CMS does not specify particular projects that each ASC must undertake, but instead expects the projects to be based on the types of services the ASC furnishes, as well as other aspects of the ASC's operations. The requirement for annual projects does not mean that an ASC may not undertake a complex project that is expected to require more than 1 year in order to be completed.

The ASC must keep records on its performance improvement projects. Each project must, at a minimum, include an explanation of why the project was undertaken. The explanation must indicate what data collected in the ASC or based on recommendations of nationally recognized organizations leads the ASC to believe that the project's activities will actually result in improvements in patient health outcomes and safety in the ASC. For projects that are still underway, the ASC must be able to explain what activities the project entails, and how the impact of the project is being monitored.
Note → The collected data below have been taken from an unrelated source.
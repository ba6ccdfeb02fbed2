//! Core spatial index: range-query traversal, insert and delete.
//!
//! The index owns the root node and the dimensionality; node-level load,
//! save and child navigation are delegated to the [`IndexNode`] contract, so
//! the same algorithms run over in-memory and store-backed trees.
//!
//! The index is not internally thread-safe. Callers serialize structural
//! mutation with an exclusive lock from [`crate::lock::LockManager`] and may
//! run concurrent read-only traversals under shared leases.

use std::sync::Arc;

use crate::errors::{SpatialError, SpatialResult};
use crate::node::{Entry, EntryData, IndexNode, NodeRef};
use crate::shape::{Region, Shape};

/// Callbacks fired during a range query.
pub trait SpatialVisitor {
    /// Invoked once for every node whose bounding shape relates to the
    /// query shape, the first time the traversal enters it.
    fn visit_node(&mut self, node: &NodeRef);

    /// Invoked once per matching leaf entry.
    fn visit_data(&mut self, entry: &Entry);
}

/// What happens when an insertion shape falls outside the root's bounds.
#[derive(Clone, Copy, Debug, PartialEq, Eq)]
pub enum OutOfBoundsPolicy {
    /// Reject the insertion with an `InvalidArgument` error.
    Reject,
    /// Grow the root's bounding shape to cover the insertion.
    GrowRoot,
}

/// The relation a node or entry shape must satisfy against the query shape.
#[derive(Clone, Copy, Debug, PartialEq, Eq)]
enum Relation {
    Intersects,
    Contains,
}

impl Relation {
    fn test(self, shape: &Shape, query: &Shape) -> bool {
        match self {
            Relation::Intersects => shape.intersects(query),
            Relation::Contains => shape.contains(query),
        }
    }
}

/// A spatial index over bounding shapes.
///
/// Supports intersection, containment and point-location range queries
/// plus entry insertion and deletion. Tree rebalancing (node splitting) is
/// not performed: inserts descend the existing structure and leaves accept
/// any number of entries.
///
/// # Examples
///
/// ```
/// use spatial_store::{MemoryNode, Point, Region, SpatialIndex};
///
/// let root = MemoryNode::leaf(Region::rect(0.0, 0.0, 100.0, 100.0));
/// let index = SpatialIndex::new(root, 2).unwrap();
///
/// index.insert_data(1, &Point::at(10.0, 10.0).into()).unwrap();
///
/// let query = Region::rect(0.0, 0.0, 60.0, 60.0).into();
/// let hits = index.collect_intersecting(&query).unwrap();
/// assert_eq!(hits, vec![1]);
/// ```
pub struct SpatialIndex {
    root: NodeRef,
    dimension: usize,
    out_of_bounds: OutOfBoundsPolicy,
}

impl SpatialIndex {
    /// Creates an index over the given root node. The root's bounding shape
    /// must match `dimension`; out-of-bounds insertions are rejected.
    pub fn new(root: NodeRef, dimension: usize) -> SpatialResult<SpatialIndex> {
        Self::with_policy(root, dimension, OutOfBoundsPolicy::Reject)
    }

    /// Creates an index with an explicit out-of-bounds insertion policy.
    pub fn with_policy(
        root: NodeRef,
        dimension: usize,
        out_of_bounds: OutOfBoundsPolicy,
    ) -> SpatialResult<SpatialIndex> {
        let root_dimension = root.shape()?.dimension();
        if root_dimension != dimension {
            return Err(SpatialError::InvalidArgument(format!(
                "root shape has {root_dimension} dimensions, index expects {dimension}"
            )));
        }
        Ok(SpatialIndex {
            root,
            dimension,
            out_of_bounds,
        })
    }

    pub fn root(&self) -> &NodeRef {
        &self.root
    }

    pub fn dimension(&self) -> usize {
        self.dimension
    }

    /// Visits every entry whose shape intersects the query shape.
    pub fn intersection_query(
        &self,
        query: &Shape,
        visitor: &mut dyn SpatialVisitor,
    ) -> SpatialResult<()> {
        self.check_dimension(query)?;
        self.range_query(query, Relation::Intersects, visitor)
    }

    /// Visits every entry whose shape fully contains the query shape.
    pub fn containment_query(
        &self,
        query: &Shape,
        visitor: &mut dyn SpatialVisitor,
    ) -> SpatialResult<()> {
        self.check_dimension(query)?;
        self.range_query(query, Relation::Contains, visitor)
    }

    /// Point-location query: an intersection query with a point promoted to
    /// a degenerate region for relation testing.
    pub fn point_location_query(
        &self,
        query: &Shape,
        visitor: &mut dyn SpatialVisitor,
    ) -> SpatialResult<()> {
        self.check_dimension(query)?;
        let promoted = Shape::Region(query.bounds());
        self.range_query(&promoted, Relation::Intersects, visitor)
    }

    /// Declared in the contract but intentionally unimplemented by the base
    /// engine; concrete index variants may define it.
    pub fn nearest_neighbour_query(
        &self,
        _query: &Shape,
        _count: usize,
    ) -> SpatialResult<Vec<(u64, f64)>> {
        Err(SpatialError::Unsupported("nearest neighbour query"))
    }

    /// Inserts `(shape, data)` into the tree.
    ///
    /// The insertion descends to the leaf whose entry needs the least
    /// enlargement (ties broken by smaller area), enlarging the recorded
    /// bounds along the way, and flushes the mutated path bottom-up.
    pub fn insert_data(&self, data: u64, shape: &Shape) -> SpatialResult<()> {
        self.check_dimension(shape)?;

        let bounds = shape.bounds();
        if !self.root.shape()?.contains(&bounds) {
            self.insert_data_out_of_bounds(&bounds)?;
        }

        let mut path: Vec<NodeRef> = Vec::new();
        let mut node = self.root.clone();

        while !node.is_leaf()? {
            let count = node.entry_count()?;
            if count == 0 {
                return Err(SpatialError::Corrupted(
                    "branch node without children".into(),
                ));
            }

            let mut best = 0;
            let mut best_enlargement = f64::INFINITY;
            let mut best_area = f64::INFINITY;
            for i in 0..count {
                let child_bounds = node.entry(i)?.shape.bounds();
                let enlargement = child_bounds.enlargement(&bounds);
                let area = child_bounds.area();
                if enlargement < best_enlargement
                    || (enlargement == best_enlargement && area < best_area)
                {
                    best = i;
                    best_enlargement = enlargement;
                    best_area = area;
                }
            }

            let chosen_bounds = node.entry(best)?.shape.bounds().union(&bounds);
            node.set_entry_shape(best, Shape::Region(chosen_bounds.clone()))?;

            let child = node.sub_node(best)?;
            child.set_shape(child.shape()?.union(&bounds))?;

            path.push(node);
            node = child;
        }

        node.add_entry(Entry::new(shape.clone(), EntryData::Key(data)))?;
        log::debug!("inserted entry {data} into leaf at depth {}", path.len());

        node.save()?;
        for ancestor in path.iter().rev() {
            ancestor.save()?;
        }
        Ok(())
    }

    /// Deletes the entry equal to `(shape, data)`.
    ///
    /// Returns `Ok(false)` when the shape lies outside the root's bounds or
    /// no matching entry exists; deletion is never an error for absent
    /// entries.
    pub fn delete_data(&self, shape: &Shape, data: u64) -> SpatialResult<bool> {
        self.check_dimension(shape)?;

        let bounds = shape.bounds();
        if !self.root.shape()?.contains(&bounds) {
            return Ok(false);
        }

        let removed = self.delete_in(&self.root, shape, &bounds, data)?;
        if removed {
            log::debug!("deleted entry {data}");
        }
        Ok(removed)
    }

    /// Policy hook for insertions whose bounds escape the root shape.
    fn insert_data_out_of_bounds(&self, bounds: &Region) -> SpatialResult<()> {
        match self.out_of_bounds {
            OutOfBoundsPolicy::Reject => Err(SpatialError::InvalidArgument(
                "insertion shape lies outside the root's bounding shape".into(),
            )),
            OutOfBoundsPolicy::GrowRoot => {
                let grown = self.root.shape()?.union(bounds);
                log::debug!("growing root bounds to {grown}");
                self.root.set_shape(grown)?;
                self.root.save()
            }
        }
    }

    fn delete_in(
        &self,
        node: &NodeRef,
        shape: &Shape,
        bounds: &Region,
        data: u64,
    ) -> SpatialResult<bool> {
        if node.is_leaf()? {
            let count = node.entry_count()?;
            for i in 0..count {
                let entry = node.entry(i)?;
                if entry.data == EntryData::Key(data) && entry.shape == *shape {
                    node.remove_entry(i)?;
                    // The root keeps its configured bounds; inner nodes
                    // shrink to the union of what remains.
                    if !Arc::ptr_eq(node, &self.root) {
                        if let Some(shrunk) = self.union_of_entries(node)? {
                            node.set_shape(shrunk)?;
                        }
                    }
                    node.save()?;
                    return Ok(true);
                }
            }
            return Ok(false);
        }

        let count = node.entry_count()?;
        for i in 0..count {
            if !node.entry(i)?.shape.bounds().contains(bounds) {
                continue;
            }
            let child = node.sub_node(i)?;
            if self.delete_in(&child, shape, bounds, data)? {
                node.set_entry_shape(i, Shape::Region(child.shape()?))?;
                if !Arc::ptr_eq(node, &self.root) {
                    if let Some(shrunk) = self.union_of_entries(node)? {
                        node.set_shape(shrunk)?;
                    }
                }
                node.save()?;
                return Ok(true);
            }
        }
        Ok(false)
    }

    fn union_of_entries(&self, node: &NodeRef) -> SpatialResult<Option<Region>> {
        let count = node.entry_count()?;
        let mut union: Option<Region> = None;
        for i in 0..count {
            let bounds = node.entry(i)?.shape.bounds();
            union = Some(match union {
                Some(u) => u.union(&bounds),
                None => bounds,
            });
        }
        Ok(union)
    }

    /// Range-query state machine.
    ///
    /// Uses an explicit stack bounded by O(depth): after processing a node,
    /// the first unvisited matching child is pushed together with the node
    /// itself, so the node is re-entered later to resume scanning its
    /// remaining children. The only resumption state is the visited flag on
    /// already-examined children; re-entry re-scans the child list from the
    /// start. Children whose shape fails the predicate are marked visited
    /// immediately and never examined again.
    fn range_query(
        &self,
        query: &Shape,
        relation: Relation,
        visitor: &mut dyn SpatialVisitor,
    ) -> SpatialResult<()> {
        self.root.set_visited(false);

        let mut stack: Vec<NodeRef> = Vec::new();
        if relation.test(&Shape::Region(self.root.shape()?), query) {
            stack.push(self.root.clone());
        }

        while let Some(node) = stack.pop() {
            if !node.is_visited() {
                visitor.visit_node(&node);
                if node.is_leaf()? {
                    for i in 0..node.entry_count()? {
                        let entry = node.entry(i)?;
                        if relation.test(&entry.shape, query) {
                            visitor.visit_data(&entry);
                        }
                    }
                } else {
                    for i in 0..node.entry_count()? {
                        node.sub_node(i)?.set_visited(false);
                    }
                }
                node.set_visited(true);
            }

            if node.is_leaf()? {
                continue;
            }

            for i in 0..node.entry_count()? {
                let child = node.sub_node(i)?;
                if child.is_visited() {
                    continue;
                }
                if relation.test(&node.entry(i)?.shape, query) {
                    stack.push(node.clone());
                    stack.push(child);
                    break;
                }
                // Prune: never revisit to avoid recomputing the relation.
                child.set_visited(true);
            }
        }
        Ok(())
    }

    /// Convenience wrapper collecting the payload ids of all entries whose
    /// shape intersects the query shape.
    pub fn collect_intersecting(&self, query: &Shape) -> SpatialResult<Vec<u64>> {
        let mut collector = KeyCollector::default();
        self.intersection_query(query, &mut collector)?;
        Ok(collector.keys)
    }

    /// Convenience wrapper collecting the payload ids of all entries whose
    /// shape contains the query shape.
    pub fn collect_containing(&self, query: &Shape) -> SpatialResult<Vec<u64>> {
        let mut collector = KeyCollector::default();
        self.containment_query(query, &mut collector)?;
        Ok(collector.keys)
    }

    fn check_dimension(&self, shape: &Shape) -> SpatialResult<()> {
        if shape.dimension() != self.dimension {
            return Err(SpatialError::InvalidArgument(
                "wrong number of dimensions".into(),
            ));
        }
        Ok(())
    }
}
//! A spatial index engine with pluggable persistence and explicit
//! lock-based concurrency control.
//!
//! The tree is an R-tree variant over n-dimensional shapes: leaves hold
//! `(shape, key)` entries, branches hold bounding shapes over child nodes.
//! [`SpatialIndex`] answers intersection, containment and point-location
//! queries through a visitor, and supports insertion and deletion.
//!
//! Nodes are an abstraction: [`MemoryNode`] keeps the tree on the heap,
//! [`store::PersistedNode`] maps each node onto a row of a SQL-like backend
//! reached through a [`store::Dialect`] and a [`store::Connection`]. Rows
//! are fetched lazily and written back explicitly, so an arbitrarily large
//! tree can be queried while only the visited path is resident.
//!
//! The index performs no locking itself. Callers serialize writers against
//! readers with a [`LockManager`], a bounded-wait single-writer /
//! multi-reader lock that fails with [`SpatialError::LockTimeout`] rather
//! than waiting forever.
//!
//! ```
//! use spatial_store::{MemoryNode, OutOfBoundsPolicy, Point, Region, Shape, SpatialIndex};
//!
//! # fn main() -> spatial_store::SpatialResult<()> {
//! let root = MemoryNode::leaf(Region::rect(0.0, 0.0, 100.0, 100.0));
//! let index = SpatialIndex::new(root, 2)?;
//!
//! index.insert_data(1, &Shape::Point(Point::at(10.0, 25.0)))?;
//! index.insert_data(2, &Shape::Point(Point::at(80.0, 80.0)))?;
//!
//! let near_origin = Shape::Region(Region::rect(0.0, 0.0, 50.0, 50.0));
//! assert_eq!(index.collect_intersecting(&near_origin)?, vec![1]);
//! # Ok(())
//! # }
//! ```

pub mod errors;
pub mod index;
pub mod lock;
pub mod node;
pub mod shape;
pub mod store;

pub use errors::{SpatialError, SpatialResult};
pub use index::{OutOfBoundsPolicy, SpatialIndex, SpatialVisitor};
pub use lock::{Lock, LockKind, LockManager};
pub use node::{Entry, EntryData, IndexNode, MemoryNode, NodeRef, PageId};
pub use shape::{Point, Region, Shape};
Unless the project has just begun, the ASC must be able to provide evidence that it is collecting data that will enable it to assess the project's effectiveness. For projects that are completed, the ASC must be able to show documentation that explains what the results of the project were, and what actions, if any, the ASC took in response to those results.

Survey Procedures: §416.43(d)

 

Q-0084 Governing body responsibilities.

(Rev.56, Issued: 12-30-09, Effective/Implementation: 12-30-09)

The governing body must ensure that the QAPI program -

  1. (1) Is defined, implemented, and maintained by the ASC.
  2. (2) Addresses the ASC's priorities and that all improvements are evaluated for effectiveness.
  3. (3) Specifies data collection methods, frequency, and details.
  4. (4) Clearly establishes its expectations for safety.
  5. (5) Adequately allocates sufficient staff, time, information systems and training to implement the QAPI program.

Interpretive Guidelines: §416.43(e)

An ongoing, successful QAPI program requires the support and direction of the ASC's leadership. This regulation makes clear CMS' expectations that the ASC's governing body must assume responsibility for all aspects of the design and and implementation of every phase of the QAPI program. The governing body must assure that the ASC's QAPI program:

  • Is defined, in writing, for example in the minutes of a meeting where the governing body established the program;
  • Is actually implemented, with written evidence of this implementation, as well as evidence of knowledge of the program by the ASC's staff;
  • Is implemented on an ongoing basis;
  • Employs quality and patient safety indicators that reflect appropriate prioritization, as required by §416.43(c);
  • Describes in detail the indicator data to be collected, how it will be collected, how frequently it will be collected;
  • Uses the data collected and analyzed to improve the ASC's performance;
  • Evaluates changes designed to improve the ASC's performance to determine whether they are effective, and takes appropriate actions to make further changes as needed;
  • Is designed to establish clearly the governing body's expectations that patient safety is a priority, not only by the tracking of all adverse events, but also by the program's processes for analyzing and making changes in ASC operations to prevent future such events; and
  • Has sufficient resources, i.e., the ASC's governing body must allocate sufficient and qualified staff (including consultants), staff time, information systems and training to support the program. Given the great variety in size and complexity among ASCs, the extent of resources required will vary as well. However, the resources dedicated to the QAPI program must be commensurate with the ASC's overall scope and complexity. The ASC must also be able to identify in detail the resources that it dedicates to the QAPI program.